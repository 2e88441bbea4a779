//! Database backend connectors, with a PostgreSQL implementation
//!
//! A generic database layer picks a [`DatabaseBackend`], checks
//! [`is_supported`](DatabaseBackend::is_supported), then connects with
//! [`ConnectionParameters`]. Backends reach servers only through the
//! [`driver::Driver`] interface.
//!
//! # Features
//!
//! - `postgres` (default) - PostgreSQL driver extension (sqlx-postgres)
//! - `runtime` - generic driver runtime (sea-orm); implied by `postgres`
//! - `config` - `core_config::FromEnv` for parameters and retry policy
//! - `all` - all of the above
//!
//! # Examples
//!
//! ## Connect and read the server version
//!
//! ```ignore
//! use db_connector::{ConnectionParameters, DatabaseBackend, PostgresConnector};
//!
//! let connector = PostgresConnector::new();
//! let params = ConnectionParameters::new("localhost", "app", "app", "secret")
//!     .with_option("connect_timeout", 5_i64);
//!
//! let handle = connector.connect(&params).await?;
//! println!("{}", connector.version(&handle).await);
//! connector.close(handle).await?;
//! ```
//!
//! ## Lifecycle through `Database`
//!
//! ```ignore
//! use db_connector::{Database, PostgresConnector};
//! use core_config::FromEnv;
//!
//! let db = Database::new(PostgresConnector::new(), ConnectionParameters::from_env()?);
//! let db = db.connect().await?;
//! let version = db.version().await;
//! db.close().await?;
//! ```

pub mod backend;
pub mod common;
pub mod database;
pub mod diagnostics;
pub mod driver;
pub mod handle;
pub mod params;
pub mod postgres;

pub use backend::{DatabaseBackend, UNKNOWN_VERSION};
pub use common::{ConnectionError, DatabaseError, DatabaseResult, DriverError};
pub use database::{Connected, Database, Unconnected};
pub use diagnostics::{Diagnostics, diagnose};
pub use handle::ConnectionHandle;
pub use params::ConnectionParameters;
pub use postgres::PostgresConnector;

Task brief ▸ Print the records above verbatim from their first line to the line containing "then connects with", both included, and stop there.

Result below ▸
repository 2e88441bbea4a779
//! Database backend connectors, with a PostgreSQL implementation
//!
//! A generic database layer picks a [`DatabaseBackend`], checks
//! [`is_supported`](DatabaseBackend::is_supported), then connects with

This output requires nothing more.